His company sells everything from kitchen products to leisure goods, all online through Gmarket (www.gmarket.co.kr ) and IAC (www.auction.co.kr). What started as a one-man operation with Kwang Chae working from home has now become a thriving small business with a warehouse and employees.
Born with second-degree congenital hearing loss, he is testament to the adage that through self belief and hard work you can overcome disadvantage and succeed.
At first Kwang Chae didn’t know what to do with his life. It was in a program called ‘My Left Foot’, an online disabled education course run by the Korea Employment Promotion Agency for the Disabled, in collaboration with eBay Korea, where Kwang Chae found the support and guidance he was seeking. The program was the “opportunity of a lifetime” and gave him the courage and support to found his startup in 2005, he says.
Success didn’t come swiftly, or easily. “People would comment that a deaf person founding a startup was insane,” says Kwang Chae. “They told me that working in a factory was best for my ‘situation’”.
Determined to prove doubters wrong, he refused to give up hope that he could win in business. Yet he faced many obstacles.
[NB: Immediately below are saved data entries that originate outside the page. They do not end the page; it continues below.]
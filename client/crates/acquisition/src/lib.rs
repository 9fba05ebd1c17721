//! Card Acquisition Module
//!
//! Drives one card from photographs to a collection entry.
//!
//! Structure:
//! - `domain/` - images, candidates, the draft, workflow states
//! - `application/` - the [`AcquisitionWorkflow`] state machine and the
//!   per-session [`SessionContext`]
//!
//! ## Flow
//! `Idle → AwaitingImages → Submitting → Reviewing → Editing → Confirming →
//! Confirmed`. At most one remote request is in flight per workflow; while
//! one is, every other event is rejected. Nothing is retried automatically.

pub mod application;
pub mod domain;
pub mod error;

// Re-exports for convenience
pub use application::{
    context::SessionContext,
    workflow::{AcquisitionWorkflow, PendingConfirm, PendingSubmit},
};
pub use domain::{
    collection::{CardSummary, CollectionEntry, CollectionStats},
    entities::{Candidate, CandidateDraft, CardImage, ImagePair, Recognition, RecognitionSummary},
    state::{Event, WorkflowState},
    value_objects::{DraftField, DraftPatch, Finish, ImageSide},
};
pub use error::{AcquisitionError, AcquisitionResult};

// Re-export kernel error types for unified error handling
pub use kernel::error::{
    app_error::{AppError, AppResult},
    kind::ErrorKind,
};

#[cfg(test)]
mod tests;
//! Infrastructure Layer
//!
//! Transport implementations of the gateway contract.

pub mod http;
The communication barrier made it difficult to secure vendors. “Though government offices had a lot of sign language interpreters, most businesses did not,” he says. “It made it difficult to clearly express myself and get my wishes across.”
Getting the correct product range was also a challenge as he found it hard to stay on top of the news and ongoing popular trends. It took years of research for him to find the right mix of merchandise for his customer, and to make the business economically viable.
In the eleven years since he started his company, Kwang Chae has learned many valuable lessons. In business, he says, relationships and customer service are the keys to success. With every purchase, his customers receive a personal thank you message and a ‘good thought’ book. He also personally handles all complaints.
In life, meanwhile, he has learned that you need to enjoy each day, and that even when your future looks bleak, you must persevere.
“To all the deaf people in Korea, if I can do it, then you can you too. Do not be swayed from what it is you are passionate about”.